Document Type : Original Article
Authors
1
Lecture of Midwifery, School of Nursing and Midwifery, Mashhad University of Medical Sciences, Mashhad, Iran.
2
Lecture of Midwifery, School of Nursing and Midwifery, Neishabour Islamic Azad University, Neishabour, Iran
3
Assistant Professor, Department of Obstetrics and Gynecology, Women's Health Research Center, School of Medicine, Mashhad University of Medical Sciences, Mashhad, Iran.
4
Lecture of Statistics, School of Basic Science, Hormozgan University, Bandar Abbas branch, Bandar Abbas, Iran.
5
B.Sc of Midwifery, School of Medicine, Mashhad University of Medical Sciences, Mashhad, Iran.
Abstract
Introduction: Postpartum hemorrhage is a major cause of maternal mortality especially in developing country. To estimate the rate of postpartum hemorrhage, visual estimation is the most common method used by staff, however, numerous studies have shown that it is incorrect, but it is an easy method and requires no tools. This study was performed with the aim to compare the visual estimation (without using criteria) and visual estimation using national guideline of vaginal delivery.

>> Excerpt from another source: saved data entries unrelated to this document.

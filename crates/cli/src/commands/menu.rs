use std::time::Instant;

use cafe::{BrowserSession, MenuItem};

use super::{Context, finish};
use crate::cli::PageArgs;
use crate::error::Result;

pub async fn run(ctx: &Context, args: PageArgs) -> Result<()> {
	let start = Instant::now();
	let url = ctx.config.page_url(args.url.as_deref())?;

	let mut session = ctx.cafe_session(&args).await?;
	let outcome = read_menu(ctx, &mut session, &url).await;
	finish(session).await;

	ctx.emit("menu", start, outcome?);
	Ok(())
}

async fn read_menu(ctx: &Context, session: &mut BrowserSession, url: &str) -> Result<Vec<MenuItem>> {
	let mut cafe = ctx.controller(session);
	cafe.open(url).await?;
	Ok(cafe.read_menu().await?)
}
//! Controller for the cafeteria ordering page.
//!
//! [`CafeController`] borrows a [`BrowserSession`] exclusively and composes the
//! synchronization layer, element selector, action executor and state bridge.
//! Element handles never outlive a single call: every action re-queries the
//! current batch, since each click may re-render the page.

use std::time::Duration;

use cafe_protocol::{CartSnapshot, MenuItem};
use tokio::time::sleep;
use tracing::{info, warn};

use crate::action::{ActionExecutor, DEFAULT_SCROLL_SETTLE};
use crate::bridge::StateBridge;
use crate::contract::PageContract;
use crate::driver::Driver;
use crate::error::Result;
use crate::messaging::MessageTemplate;
use crate::select::{select_by_index, select_by_name};
use crate::session::BrowserSession;
use crate::wait::{Condition, WaitPolicy, Waiter};

/// Waits and settle delays used by [`CafeController`].
#[derive(Debug, Clone, Copy, PartialEq, Eq)]
pub struct CafeTimings {
	/// Initial render after navigation.
	pub page_load: WaitPolicy,
	/// Re-render around each action.
	pub action: WaitPolicy,
	/// Pause after scrolling a button into view.
	pub scroll_settle: Duration,
	/// Pause after opening the cart panel or the report modal.
	pub panel_settle: Duration,
}

impl Default for CafeTimings {
	fn default() -> Self {
		Self {
			page_load: WaitPolicy::page_load(),
			action: WaitPolicy::action(),
			scroll_settle: DEFAULT_SCROLL_SETTLE,
			panel_settle: Duration::from_millis(300),
		}
	}
}

/// Drives the cafeteria page through one borrowed session.
pub struct CafeController<'s, D: Driver> {
	session: &'s mut BrowserSession<D>,
	contract: PageContract,
	timings: CafeTimings,
	bridge: StateBridge,
}

impl<'s, D: Driver> CafeController<'s, D> {
	pub fn new(session: &'s mut BrowserSession<D>) -> Self {
		let contract = PageContract::default();
		let bridge = StateBridge::new(&contract);
		Self {
			session,
			contract,
			timings: CafeTimings::default(),
			bridge,
		}
	}

	pub fn with_contract(mut self, contract: PageContract) -> Self {
		self.bridge = StateBridge::new(&contract);
		self.contract = contract;
		self
	}

	pub fn with_timings(mut self, timings: CafeTimings) -> Self {
		self.timings = timings;
		self
	}

	pub fn contract(&self) -> &PageContract {
		&self.contract
	}

	fn driver(&self) -> Result<&D> {
		self.session.driver()
	}

	fn executor(&self) -> ActionExecutor {
		ActionExecutor::new(Waiter::new(self.timings.action), self.timings.scroll_settle)
	}

	/// Navigates to the page and waits until the cart badge and the full add-to-cart batch have rendered.
	pub async fn open(&mut self, url: &str) -> Result<()> {
		info!(target = "cafe", url, "open cafeteria page");
		let driver = self.driver()?;
		driver.goto(url).await?;

		let waiter = Waiter::new(self.timings.page_load);
		waiter.await_condition(driver, &Condition::Present(self.contract.cart_badge.clone())).await?;
		waiter.await_condition(driver, &Condition::AllPresent(self.contract.add_buttons.clone())).await?;
		Ok(())
	}

	/// Clicks the add-to-cart button at zero-based `index` once.
	///
	/// # Errors
	///
	/// [`Error::OutOfRange`](crate::Error::OutOfRange) when `index` is outside the current batch.
	pub async fn add_by_index(&mut self, index: usize, pace: Duration) -> Result<()> {
		info!(target = "cafe", index, "add to cart by index");
		let driver = self.driver()?;
		Waiter::new(self.timings.action)
			.await_condition(driver, &Condition::AllPresent(self.contract.add_buttons.clone()))
			.await?;

		let batch = driver.find_all(&self.contract.add_buttons).await?;
		let button = select_by_index(batch, index)?;
		self.executor().add_to_cart(driver, &button, pace).await
	}

	/// Adds `quantity` units of the first product whose name contains `name`.
	///
	/// Returns the full label of the matched product.
	///
	/// # Errors
	///
	/// [`Error::NotFound`](crate::Error::NotFound) when no product label matches.
	pub async fn add_by_name(&mut self, name: &str, quantity: u32, pace: Duration) -> Result<String> {
		info!(target = "cafe", name, quantity, "add to cart by name");
		let driver = self.driver()?;
		Waiter::new(self.timings.action)
			.await_condition(driver, &Condition::AllPresent(self.contract.add_buttons.clone()))
			.await?;

		let product = select_by_name(driver, &self.contract, name).await?;
		self.executor().add_repeatedly(driver, &product.button, quantity, pace).await?;
		Ok(product.label)
	}

	/// Reads the menu from the page. Best-effort: empty when the page has not published it.
	pub async fn read_menu(&self) -> Result<Vec<MenuItem>> {
		self.bridge.read_menu(self.driver()?).await
	}

	/// Reads the cart from the page. Best-effort: the empty cart when unavailable.
	pub async fn read_cart(&self) -> Result<CartSnapshot> {
		self.bridge.read_cart(self.driver()?).await
	}

	/// Number shown on the cart badge; a blank badge reads as zero.
	pub async fn cart_badge(&self) -> Result<u32> {
		let driver = self.driver()?;
		let badge = Waiter::new(self.timings.action).await_element(driver, &self.contract.cart_badge).await?;
		let text = driver.text(&badge).await?;
		Ok(parse_badge(&text))
	}

	/// Opens the cart side panel.
	pub async fn open_cart_panel(&mut self) -> Result<()> {
		info!(target = "cafe", "open cart panel");
		let selector = self.contract.cart_button.clone();
		self.click_and_settle(&selector).await
	}

	/// Opens the report modal.
	pub async fn open_report(&mut self) -> Result<()> {
		info!(target = "cafe", "open report");
		let selector = self.contract.report_button.clone();
		self.click_and_settle(&selector).await
	}

	/// Reads the menu (and the cart when `include_cart`) and renders a message.
	pub async fn compose_message(&self, template: &MessageTemplate, include_cart: bool) -> Result<String> {
		let menu = self.read_menu().await?;
		let cart = if include_cart { Some(self.read_cart().await?) } else { None };
		Ok(template.render(&menu, cart.as_ref()))
	}

	async fn click_and_settle(&mut self, selector: &crate::driver::Selector) -> Result<()> {
		let driver = self.driver()?;
		let button = Waiter::new(self.timings.action).await_element(driver, selector).await?;
		driver.click(&button).await?;
		sleep(self.timings.panel_settle).await;
		Ok(())
	}
}

fn parse_badge(text: &str) -> u32 {
	let trimmed = text.trim();
	if trimmed.is_empty() {
		return 0;
	}
	trimmed.parse().unwrap_or_else(|_| {
		warn!(target = "cafe", badge = trimmed, "unreadable cart badge, reading as 0");
		0
	})
}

Methods: This cross-sectional and descriptive study was performed on 112 women who had referred to Mashhad Omolbanin hospital for vaginal delivery in 2012-2013. After completion of the third stage of labor, the rate of bleeding was estimated by a midwife in the visual method and an interval of 1 and 2 hours after delivery. Also, at the same intervals, the rate of bleeding was estimated using a national guideline for vaginal delivery by one of the midwives working in the shift, then, a comparison between these two estimation methods was performed. Statistical analysis was performed using SPSS software and dependent t test. PResults: The estimation of postpartum hemorrhage with visual estimation and national guideline estimation was significantly different (Visual estimation 37.57 ± 12.39 cc vs. National Guideline 45.31 ± 13.48cc) that this difference in estimation of bleeding was more observed in the first hour (P=0.000).
Conclusion: Simulation of the conditions of postpartum hemorrhage and training using national guideline of vaginal delivery can increase the accuracy of the estimation, therefore, training of personnel using this guideline is recommended.